WHAT YOU ARE ASKED TO DO: Provide the number of lines in the entries below containing "TransportOptions", with no further words.

**** SUPPLIED MATERIAL

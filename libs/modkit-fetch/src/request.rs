use crate::config::TransportOptions;
use crate::error::FetchError;
use crate::headers::{HeaderMap, USER_AGENT};
use crate::redirect::RedirectLimit;
use bytes::Bytes;
use http::{Method, Request, Uri};
use http_body_util::Full;

/// Everything the transport needs for one call, fully resolved.
#[derive(Debug, Clone, PartialEq, Eq)]
pub struct EffectiveRequest {
    pub method: Method,
    pub url: String,
    pub headers: HeaderMap,
    pub body: Option<Bytes>,
}

impl EffectiveRequest {
    /// Build the wire request.
    ///
    /// Sets `User-Agent` unless the caller did, and carries the redirect
    /// budget as a request extension.
    ///
    /// # Errors
    /// Returns [`FetchError::Network`] for a URL the transport cannot reach
    /// (unparsable, no host, scheme other than http/https) or a header HTTP
    /// cannot carry.
    pub fn into_http(
        self,
        transport: &TransportOptions,
    ) -> Result<Request<Full<Bytes>>, FetchError> {
        let uri = parse_url(&self.url)?;

        let mut headers = self.headers;
        if !headers.contains(USER_AGENT) {
            headers.insert(USER_AGENT, transport.user_agent());
        }
        let headers = headers
            .to_http()
            .map_err(|e| FetchError::network(e.to_string()))?;

        let mut request = Request::new(Full::new(self.body.unwrap_or_default()));
        *request.method_mut() = self.method;
        *request.uri_mut() = uri;
        *request.headers_mut() = headers;
        request
            .extensions_mut()
            .insert(RedirectLimit(transport.max_redirects()));
        Ok(request)
    }
}

fn parse_url(url: &str) -> Result<Uri, FetchError> {
    let uri: Uri = url
        .parse()
        .map_err(|e: http::uri::InvalidUri| {
            FetchError::network(format!("invalid URL '{url}': {e}"))
        })?;

    if uri.authority().is_none() {
        return Err(FetchError::network(format!(
            "invalid URL '{url}': missing host"
        )));
    }

    match uri.scheme_str() {
        Some("http" | "https") => Ok(uri),
        Some(scheme) => Err(FetchError::network(format!(
            "invalid URL '{url}': unsupported scheme '{scheme}'"
        ))),
        None => Err(FetchError::network(format!(
            "invalid URL '{url}': missing scheme"
        ))),
    }
}

#[cfg(test)]
#[cfg_attr(coverage_nightly, coverage(off))]
mod tests {
    use super::*;
    use crate::config::DEFAULT_USER_AGENT;
    use crate::error::ErrorKind;
    use crate::headers::normalize;
    use http_body_util::BodyExt;

    fn request(url: &str, headers: HeaderMap) -> EffectiveRequest {
        EffectiveRequest {
            method: Method::POST,
            url: url.to_owned(),
            headers,
            body: Some(Bytes::from_static(b"{}")),
        }
    }

    #[tokio::test]
    async fn test_into_http_carries_everything() {
        let req = request(
            "https://api.example.com/posts?x=1",
            normalize([("Content-Type", "application/json")]),
        )
        .into_http(&TransportOptions::default())
        .unwrap();

        assert_eq!(req.method(), Method::POST);
        assert_eq!(req.uri().path(), "/posts");
        assert_eq!(req.uri().query(), Some("x=1"));
        assert_eq!(req.headers()["content-type"], "application/json");
        assert_eq!(req.headers()["user-agent"], DEFAULT_USER_AGENT);
        assert_eq!(req.extensions().get::<RedirectLimit>(), Some(&RedirectLimit(20)));

        let body = req.into_body().collect().await.unwrap().to_bytes();
        assert_eq!(&body[..], b"{}");
    }

    #[test]
    fn test_caller_user_agent_wins() {
        let transport = TransportOptions {
            user_agent: Some("configured/1.0".to_owned()),
            ..Default::default()
        };

        let req = request("http://localhost/", normalize([("user-agent", "mine/2.0")]))
            .into_http(&transport)
            .unwrap();
        assert_eq!(req.headers()["user-agent"], "mine/2.0");

        let req = request("http://localhost/", HeaderMap::new())
            .into_http(&transport)
            .unwrap();
        assert_eq!(req.headers()["user-agent"], "configured/1.0");
    }

    #[test]
    fn test_unreachable_urls_are_network_errors() {
        for url in ["/posts", "not a url", "ftp://files.example.com/a", "localhost:8080"] {
            let err = request(url, HeaderMap::new())
                .into_http(&TransportOptions::default())
                .unwrap_err();
            assert_eq!(err.kind(), ErrorKind::Network, "{url}");
        }
    }

    #[test]
    fn test_invalid_header_value_is_network_error() {
        let err = request("https://api.example.com", normalize([("X-Bad", "line\nbreak")]))
            .into_http(&TransportOptions::default())
            .unwrap_err();
        assert_eq!(err.kind(), ErrorKind::Network);
        assert!(err.to_string().contains("x-bad") || err.to_string().contains("X-Bad"));
    }
}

********

ANSWER TO THE PROBLEM: 6